You know, writing all this stuff helps me to see how much of a doormat I'm being. I think it's because I still want him back. If only it would sink in that he doesn't want me anymore.


----------



## angelpixie (Mar 2, 2012)

The push and pull is very, very hard. Anything positive seems like a hint that he might be changing, especially when one is looking for those hints with a magnifying glass. If, as it seems, he sees himself in the power position in your relationship, he can afford to be nice to you now. He's in control. Please don't mistake that behavior for true kindness, even if he tries to convince you that's what it is.

Why is it important to your sister that your family not see your situation the way it really is? Is it because they're not here with you? We kept our split secret from everyone on both sides of our family (they lived about 1200 miles away) except for STBXH's older sister. We didn't tell anyone else until I had a new place and had to give everyone my new address and cell number. We were separated, yet living together for about 7 months. I wish I hadn't kept it all secret. It's hurting me now, because he's spinning his own stories, and they're obviously not the truth.

And...your H may seem healed now. But he's not. A healed person wouldn't do what he's doing to you. Of course that's not how he sees it, but he's not really being honest about things, is he?


----------



## confused777 (Nov 21, 2012)

Angel, I left my family 7/8 years ago, I flew across the Atlantic without them knowing. I started to contact them a few months ago but only through email/ post. I feel ashamed to call them all up now and say "Surprise! My marriage failed so I want you all back in my life!!"

Culture is a bit of a ****** in my situation as well because it brings shackles with it. I'm pretty resistant to it's demands but my family aren't. Divorce is taboo, people stay in unhappy marriages and so divorces make people suspicious. My sister is aware of this and is just trying to ease my re-introduction. (I can't lie very well so we'll see how long that lasts).

I know it all sounds backwards, it's my culture (not my faith). I've been gone so long, things might be different now but I am concerned. I wish I had a safe and loving place I could go to. The only "home" I knew was my ex. This is what really hurts.

I can hold a job, I can socialize, but I don't feel intrinsically confident. I started to take a confidence class and it is so insightful. I know that I need to seize control of my own life and be true to myself.

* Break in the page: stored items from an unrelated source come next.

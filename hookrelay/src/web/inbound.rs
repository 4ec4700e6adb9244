//! Receiving side of signed deliveries.
//!
//! The signature is checked against the raw request bytes before anything
//! is parsed, so a tampered body is rejected without being decoded.

use std::sync::Arc;

use axum::{
    body::Bytes,
    extract::State,
    http::{HeaderMap, StatusCode},
    response::IntoResponse,
    Json,
};
use serde::{Deserialize, Serialize};
use tracing::{info, warn};

use crate::delivery::{HEADER_EVENT, HEADER_SIGNATURE};
use crate::signature::{self, SignaturePolicy};
use crate::types::Event;

/// State for the inbound receiver.
#[derive(Clone)]
pub struct InboundState {
    pub secret: Option<Arc<str>>,
    pub policy: SignaturePolicy,
}

impl InboundState {
    pub fn new(secret: Option<String>, policy: SignaturePolicy) -> Self {
        Self {
            secret: secret.map(Arc::from),
            policy,
        }
    }
}

/// Inbound webhook response.
#[derive(Debug, Serialize, Deserialize)]
pub struct InboundResponse {
    pub success: bool,
    pub message: String,
    #[serde(skip_serializing_if = "Option::is_none")]
    pub event_id: Option<String>,
}

impl InboundResponse {
    fn rejected(message: impl Into<String>) -> Self {
        Self {
            success: false,
            message: message.into(),
            event_id: None,
        }
    }
}

/// Inbound webhook endpoint.
///
/// 1. Verifies `X-Webhook-Signature` over the raw body
/// 2. Parses the body as an event
/// 3. Acknowledges with the event id
pub async fn inbound_webhook(
    State(state): State<InboundState>,
    headers: HeaderMap,
    body: Bytes,
) -> impl IntoResponse {
    let provided = headers
        .get(HEADER_SIGNATURE)
        .and_then(|v| v.to_str().ok());

    info!(
        body_length = body.len(),
        has_signature = provided.is_some(),
        event_type = headers
            .get(HEADER_EVENT)
            .and_then(|v| v.to_str().ok())
            .unwrap_or(""),
        "inbound_webhook_received"
    );

    if !signature::verify_with_policy(&body, provided, state.secret.as_deref(), state.policy) {
        warn!(has_signature = provided.is_some(), "inbound_signature_invalid");
        return (
            StatusCode::UNAUTHORIZED,
            Json(InboundResponse::rejected("invalid signature")),
        );
    }

    let event: Event = match serde_json::from_slice(&body) {
        Ok(event) => event,
        Err(e) => {
            warn!(error = %e, "inbound_payload_invalid");
            return (
                StatusCode::BAD_REQUEST,
                Json(InboundResponse::rejected(format!("invalid payload: {}", e))),
            );
        }
    };

    info!(
        event_id = %event.id,
        event_type = %event.event_type,
        source = %event.source,
        "inbound_webhook_accepted"
    );

    (
        StatusCode::OK,
        Json(InboundResponse {
            success: true,
            message: "webhook received".to_string(),
            event_id: Some(event.id),
        }),
    )
}
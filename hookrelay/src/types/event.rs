//! Domain event dispatched to subscribers.

use chrono::{DateTime, Utc};
use serde::{Deserialize, Serialize};
use serde_json::{Map, Value};
use uuid::Uuid;

/// Source identifier stamped on events created by this service.
pub const DEFAULT_SOURCE: &str = "hookrelay";

/// Payload schema version stamped on new events.
pub const SCHEMA_VERSION: &str = "1.0";

/// An immutable domain occurrence. Serialized as-is into the request body.
#[derive(Debug, Clone, PartialEq, Serialize, Deserialize)]
pub struct Event {
    pub id: String,
    #[serde(rename = "type")]
    pub event_type: String,
    #[serde(default)]
    pub payload: Map<String, Value>,
    pub timestamp: DateTime<Utc>,
    #[serde(default = "default_source")]
    pub source: String,
    #[serde(default = "default_version")]
    pub version: String,
}

fn default_source() -> String {
    DEFAULT_SOURCE.to_string()
}

fn default_version() -> String {
    SCHEMA_VERSION.to_string()
}

impl Event {
    /// Create a new event with a fresh id and the current timestamp.
    pub fn new(event_type: impl Into<String>, payload: Map<String, Value>) -> Self {
        Self {
            id: Uuid::new_v4().to_string(),
            event_type: event_type.into(),
            payload,
            timestamp: Utc::now(),
            source: default_source(),
            version: default_version(),
        }
    }

    pub fn with_id(mut self, id: impl Into<String>) -> Self {
        self.id = id.into();
        self
    }

    pub fn with_source(mut self, source: impl Into<String>) -> Self {
        self.source = source.into();
        self
    }
}

#[cfg(test)]
mod tests {
    use super::*;
    use serde_json::json;

    #[test]
    fn test_event_serializes_type_field() {
        let mut payload = Map::new();
        payload.insert("job_id".to_string(), json!("job-42"));
        let event = Event::new("job.completed", payload).with_id("evt_1");

        let value = serde_json::to_value(&event).unwrap();
        assert_eq!(value["type"], "job.completed");
        assert_eq!(value["id"], "evt_1");
        assert_eq!(value["payload"]["job_id"], "job-42");
        assert_eq!(value["source"], DEFAULT_SOURCE);
        assert_eq!(value["version"], SCHEMA_VERSION);
    }

    #[test]
    fn test_event_deserialization_minimal() {
        let json = r#"{"id": "evt_9", "type": "user.created", "timestamp": "2024-01-01T00:00:00Z"}"#;
        let event: Event = serde_json::from_str(json).unwrap();
        assert_eq!(event.id, "evt_9");
        assert_eq!(event.event_type, "user.created");
        assert!(event.payload.is_empty());
        assert_eq!(event.source, DEFAULT_SOURCE);
    }

    #[test]
    fn test_new_events_get_distinct_ids() {
        let a = Event::new("x", Map::new());
        let b = Event::new("x", Map::new());
        assert_ne!(a.id, b.id);
    }
}
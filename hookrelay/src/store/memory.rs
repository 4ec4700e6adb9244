//! In-memory repositories backed by read-mostly locked maps.
//!
//! State does not survive a restart. Deployments that need the retry
//! sweeper to recover work after a crash should provide a durable
//! implementation of the same traits.

use std::collections::HashMap;

use async_trait::async_trait;
use chrono::{DateTime, Utc};
use tokio::sync::RwLock;
use tracing::debug;

use super::{DeliveryRepository, WebhookRepository};
use crate::error::{Error, Result};
use crate::types::{Delivery, DeliveryStats, DeliveryStatus, Webhook};

/// Webhook registrations held in a `RwLock<HashMap>`.
#[derive(Debug, Default)]
pub struct InMemoryWebhookRepository {
    webhooks: RwLock<HashMap<String, Webhook>>,
}

impl InMemoryWebhookRepository {
    pub fn new() -> Self {
        Self::default()
    }
}

#[async_trait]
impl WebhookRepository for InMemoryWebhookRepository {
    async fn save(&self, webhook: Webhook) -> Result<()> {
        let mut webhooks = self.webhooks.write().await;
        webhooks.insert(webhook.id.clone(), webhook);
        Ok(())
    }

    async fn load(&self, id: &str) -> Result<Option<Webhook>> {
        let webhooks = self.webhooks.read().await;
        Ok(webhooks.get(id).cloned())
    }

    async fn remove(&self, id: &str) -> Result<bool> {
        let mut webhooks = self.webhooks.write().await;
        Ok(webhooks.remove(id).is_some())
    }

    async fn list(&self) -> Result<Vec<Webhook>> {
        let webhooks = self.webhooks.read().await;
        let mut all: Vec<Webhook> = webhooks.values().cloned().collect();
        all.sort_by(|a, b| a.id.cmp(&b.id));
        Ok(all)
    }
}

/// Delivery records held in a `RwLock<HashMap>`.
#[derive(Debug, Default)]
pub struct InMemoryDeliveryRepository {
    deliveries: RwLock<HashMap<String, Delivery>>,
}

impl InMemoryDeliveryRepository {
    pub fn new() -> Self {
        Self::default()
    }
}

fn sorted(mut deliveries: Vec<Delivery>) -> Vec<Delivery> {
    deliveries.sort_by(|a, b| a.created_at.cmp(&b.created_at).then_with(|| a.id.cmp(&b.id)));
    deliveries
}

#[async_trait]
impl DeliveryRepository for InMemoryDeliveryRepository {
    async fn insert(&self, delivery: Delivery) -> Result<()> {
        let mut deliveries = self.deliveries.write().await;
        deliveries.insert(delivery.id.clone(), delivery);
        Ok(())
    }

    async fn get(&self, id: &str) -> Result<Option<Delivery>> {
        let deliveries = self.deliveries.read().await;
        Ok(deliveries.get(id).cloned())
    }

    async fn list(&self) -> Result<Vec<Delivery>> {
        let deliveries = self.deliveries.read().await;
        Ok(sorted(deliveries.values().cloned().collect()))
    }

    async fn list_by_webhook(&self, webhook_id: &str) -> Result<Vec<Delivery>> {
        let deliveries = self.deliveries.read().await;
        Ok(sorted(
            deliveries
                .values()
                .filter(|d| d.webhook_id == webhook_id)
                .cloned()
                .collect(),
        ))
    }

    async fn update(
        &self,
        id: &str,
        change: &mut (dyn for<'d> FnMut(&'d mut Delivery) -> bool + Send),
    ) -> Result<Option<Delivery>> {
        let mut deliveries = self.deliveries.write().await;
        let current = deliveries
            .get_mut(id)
            .ok_or_else(|| Error::DeliveryNotFound(id.to_string()))?;

        let mut updated = current.clone();
        if !change(&mut updated) {
            return Ok(None);
        }

        *current = updated.clone();
        Ok(Some(updated))
    }

    async fn due_for_retry(&self, now: DateTime<Utc>) -> Result<Vec<Delivery>> {
        let deliveries = self.deliveries.read().await;
        Ok(sorted(
            deliveries
                .values()
                .filter(|d| d.is_due_for_retry(now))
                .cloned()
                .collect(),
        ))
    }

    async fn purge_delivered_before(&self, cutoff: DateTime<Utc>) -> Result<usize> {
        let mut deliveries = self.deliveries.write().await;
        let before = deliveries.len();
        deliveries
            .retain(|_, d| !(d.status == DeliveryStatus::Delivered && d.updated_at < cutoff));
        let purged = before - deliveries.len();

        debug!(purged = purged, remaining = deliveries.len(), "deliveries_purged");
        Ok(purged)
    }

    async fn stats(&self, webhook_id: Option<&str>) -> Result<DeliveryStats> {
        let deliveries = self.deliveries.read().await;
        Ok(DeliveryStats::from_deliveries(deliveries.values().filter(
            |d| webhook_id.map(|id| d.webhook_id == id).unwrap_or(true),
        )))
    }
}
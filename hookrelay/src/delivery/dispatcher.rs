//! Event fan-out: one delivery record per matching subscriber.

use std::sync::Arc;

use tracing::{debug, info};

use super::DeliveryWorker;
use crate::error::Result;
use crate::store::{DeliveryRepository, WebhookRegistry};
use crate::types::{Delivery, Event};

pub struct Dispatcher {
    registry: WebhookRegistry,
    deliveries: Arc<dyn DeliveryRepository>,
    worker: Arc<DeliveryWorker>,
}

impl Dispatcher {
    pub fn new(
        registry: WebhookRegistry,
        deliveries: Arc<dyn DeliveryRepository>,
        worker: Arc<DeliveryWorker>,
    ) -> Self {
        Self {
            registry,
            deliveries,
            worker,
        }
    }

    /// Create and schedule a delivery for every active subscriber of the event.
    ///
    /// Returns the new delivery ids, in subscriber id order, once every record
    /// is stored. Delivery itself happens in the background.
    pub async fn dispatch(&self, event: &Event) -> Result<Vec<String>> {
        let subscribers = self.registry.matching_subscribers(&event.event_type).await?;
        if subscribers.is_empty() {
            debug!(
                event_id = %event.id,
                event_type = %event.event_type,
                "event_has_no_subscribers"
            );
            return Ok(Vec::new());
        }

        let mut ids = Vec::with_capacity(subscribers.len());
        for webhook in &subscribers {
            let delivery = Delivery::new(webhook, event);
            ids.push(delivery.id.clone());
            self.deliveries.insert(delivery).await?;
        }

        for id in &ids {
            self.worker.schedule(id.clone());
        }

        info!(
            event_id = %event.id,
            event_type = %event.event_type,
            deliveries = ids.len(),
            "event_dispatched"
        );

        Ok(ids)
    }
}
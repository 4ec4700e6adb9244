//! Configuration module for environment variable parsing.
//!
//! Every setting has a default; unparsable values log a warning and fall
//! back to it rather than aborting startup.

use std::env;
use std::str::FromStr;
use std::time::Duration;

use tracing::warn;

use crate::types::webhook::{
    WebhookDefaults, DEFAULT_MAX_RETRIES, DEFAULT_RETRY_DELAY_MS, DEFAULT_TIMEOUT_MS,
};

/// Application configuration loaded from environment variables.
#[derive(Debug, Clone)]
pub struct Config {
    /// Port for the delivery service (management API + event ingestion)
    pub port: u16,

    /// Port for the inbound webhook receiver
    pub receiver_port: u16,

    /// Service name used in the outbound User-Agent
    pub service_name: String,

    /// Maximum number of HTTP attempts in flight at once
    pub worker_concurrency: usize,

    /// How often the retry sweeper scans for due deliveries
    pub sweep_interval: Duration,

    /// How long delivered records are kept before being purged
    pub delivery_retention: Duration,

    /// Bytes of the subscriber's response body kept on the delivery record
    pub response_body_limit: usize,

    /// Upper bound on draining in-flight deliveries at shutdown
    pub shutdown_grace: Duration,

    // =========================================================================
    // Defaults applied to webhooks registered without explicit policy
    // =========================================================================

    pub default_timeout_ms: u64,

    pub default_max_retries: u32,

    pub default_retry_delay_ms: u64,

    // =========================================================================
    // Inbound receiver
    // =========================================================================

    /// Secret used to verify inbound `X-Webhook-Signature` headers
    pub inbound_secret: Option<String>,

    /// Accept unsigned inbound payloads when no secret is configured
    pub inbound_allow_unsigned: bool,
}

impl Default for Config {
    fn default() -> Self {
        Config {
            port: 8080,
            receiver_port: 8081,
            service_name: "HookRelay".to_string(),
            worker_concurrency: 100,
            sweep_interval: Duration::from_secs(30),
            delivery_retention: Duration::from_secs(168 * 3600),
            response_body_limit: 1024,
            shutdown_grace: Duration::from_secs(10),
            default_timeout_ms: DEFAULT_TIMEOUT_MS,
            default_max_retries: DEFAULT_MAX_RETRIES,
            default_retry_delay_ms: DEFAULT_RETRY_DELAY_MS,
            inbound_secret: None,
            inbound_allow_unsigned: false,
        }
    }
}

impl Config {
    /// Load configuration from environment variables.
    pub fn from_env() -> Self {
        let defaults = Config::default();

        Config {
            port: parse_var("PORT", defaults.port),

            receiver_port: parse_var("RECEIVER_PORT", defaults.receiver_port),

            service_name: env::var("SERVICE_NAME")
                .ok()
                .map(|v| v.trim().to_string())
                .filter(|v| !v.is_empty())
                .unwrap_or(defaults.service_name),

            worker_concurrency: parse_var("WORKER_CONCURRENCY", defaults.worker_concurrency)
                .max(1),

            sweep_interval: Duration::from_secs(
                parse_var("SWEEP_INTERVAL_SECS", defaults.sweep_interval.as_secs()).max(1),
            ),

            delivery_retention: Duration::from_secs(
                parse_var::<u64>("DELIVERY_RETENTION_HOURS", 168).saturating_mul(3600),
            ),

            response_body_limit: parse_var("RESPONSE_BODY_LIMIT", defaults.response_body_limit),

            shutdown_grace: Duration::from_secs(parse_var(
                "SHUTDOWN_GRACE_SECS",
                defaults.shutdown_grace.as_secs(),
            )),

            default_timeout_ms: parse_var("DEFAULT_TIMEOUT_MS", defaults.default_timeout_ms),

            default_max_retries: parse_var("DEFAULT_MAX_RETRIES", defaults.default_max_retries),

            default_retry_delay_ms: parse_var(
                "DEFAULT_RETRY_DELAY_MS",
                defaults.default_retry_delay_ms,
            ),

            inbound_secret: env::var("INBOUND_WEBHOOK_SECRET")
                .ok()
                .filter(|v| !v.trim().is_empty()),

            inbound_allow_unsigned: parse_bool(
                "INBOUND_ALLOW_UNSIGNED",
                defaults.inbound_allow_unsigned,
            ),
        }
    }

    /// Delivery policy for webhooks registered without one.
    pub fn webhook_defaults(&self) -> WebhookDefaults {
        WebhookDefaults {
            timeout_ms: self.default_timeout_ms.max(1),
            max_retries: self.default_max_retries,
            retry_delay_ms: self.default_retry_delay_ms.max(1),
        }
    }

    /// User-Agent sent with every delivery: `<service>-Webhook/<version>`.
    pub fn user_agent(&self) -> String {
        format!("{}-Webhook/{}", self.service_name, env!("CARGO_PKG_VERSION"))
    }
}

/// Parse a variable, falling back to `default` when unset or invalid.
fn parse_var<T: FromStr + Copy>(name: &str, default: T) -> T {
    let raw = match env::var(name) {
        Ok(v) => v,
        Err(_) => return default,
    };

    match raw.trim().parse::<T>() {
        Ok(v) => v,
        Err(_) => {
            warn!(env_var = name, value = %raw, "Invalid value, using default");
            default
        }
    }
}

/// Parse a boolean flag such as "true", "1", "yes" or "false", "0", "no".
fn parse_bool(name: &str, default: bool) -> bool {
    let raw = match env::var(name) {
        Ok(v) => v,
        Err(_) => return default,
    };

    match raw.trim().to_ascii_lowercase().as_str() {
        "1" | "true" | "yes" | "on" => true,
        "0" | "false" | "no" | "off" => false,
        _ => {
            warn!(env_var = name, value = %raw, "Invalid boolean, using default");
            default
        }
    }
}

#[cfg(test)]
mod tests {
    use super::*;

    #[test]
    fn test_parse_var_valid() {
        env::set_var("TEST_HOOKRELAY_PORT", "9090");
        assert_eq!(parse_var::<u16>("TEST_HOOKRELAY_PORT", 1), 9090);
        env::remove_var("TEST_HOOKRELAY_PORT");
    }

    #[test]
    fn test_parse_var_invalid_uses_default() {
        env::set_var("TEST_HOOKRELAY_BAD", "not-a-number");
        assert_eq!(parse_var::<u64>("TEST_HOOKRELAY_BAD", 42), 42);
        env::remove_var("TEST_HOOKRELAY_BAD");
    }

    #[test]
    fn test_parse_var_default() {
        assert_eq!(parse_var::<u32>("NONEXISTENT_HOOKRELAY_VAR", 7), 7);
    }

    #[test]
    fn test_parse_bool() {
        env::set_var("TEST_HOOKRELAY_FLAG", "Yes");
        assert!(parse_bool("TEST_HOOKRELAY_FLAG", false));
        env::set_var("TEST_HOOKRELAY_FLAG", "0");
        assert!(!parse_bool("TEST_HOOKRELAY_FLAG", true));
        env::set_var("TEST_HOOKRELAY_FLAG", "maybe");
        assert!(parse_bool("TEST_HOOKRELAY_FLAG", true));
        env::remove_var("TEST_HOOKRELAY_FLAG");
    }

    #[test]
    fn test_user_agent() {
        let config = Config::default();
        assert_eq!(
            config.user_agent(),
            format!("HookRelay-Webhook/{}", env!("CARGO_PKG_VERSION"))
        );
    }
}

Maybe struggles are what I need to shake off all the fears I've developed and emerge a better person - like a cleansing. I think I became dependant on my husband, ugh, I hate to admit it  

I believe you're right. My ex feels good about himself when he offers kindness to me but it is bogus. I know I'm weak and pathetic right now but I hope that some day, I look back and chuckle to myself. I hope I shake my head in disbelief and know that I am worth more than what I accepted. I hope I don't care about him anymore, hope theres no "special place in my heart for him". I hope I am indifferent. Wish I could rush that feeling but it's only been 2 weeks.

Reminds me of that book "Henry Sugar". Henry goes through a positive transformation and no longer has the same needs/ wants that originally inspired the transformation.

I read that attachment vs love link you had posted - it was food for thought, thx. 

And, I'm not a complete pushover...just highlighting my insecurities here.


----------



## Dollystanford (Mar 14, 2012)

Of course you want him back - it's only been two weeks! Even I wanted my ex back after two weeks and he's a complete tool who bled me dry for years

You're not weak and pathetic - it takes guts to move your whole life to another country, leaving behind everything you know and starting afresh somewhere strange. But guess what, you did it once....


----------



## Stella Moon (Nov 22, 2012)

I had to unplug my husband on fb...matter of fact...this is going to sound sooo childish...but I created his fb page...it took me a lot of time to post those albums and set it all up and do what he wanted with his pics and such and tho..
Well he was being a **** on there so I friggin' took back his page and deactivated his account. That was the 'last' thing I did. After that was the beginning of the 180. I'll be damned if I'm going to watch him be all 'happy happy'...infront of me with his walking out on me and ****. F* that...go make your own damn page. Your making me do **** on my own...with this lake house that needs maintenance...go figure out how to make a fb page and good luck with that and all the pics you 'don't' have. You wanna 'start over'...start over [email protected]@hole. 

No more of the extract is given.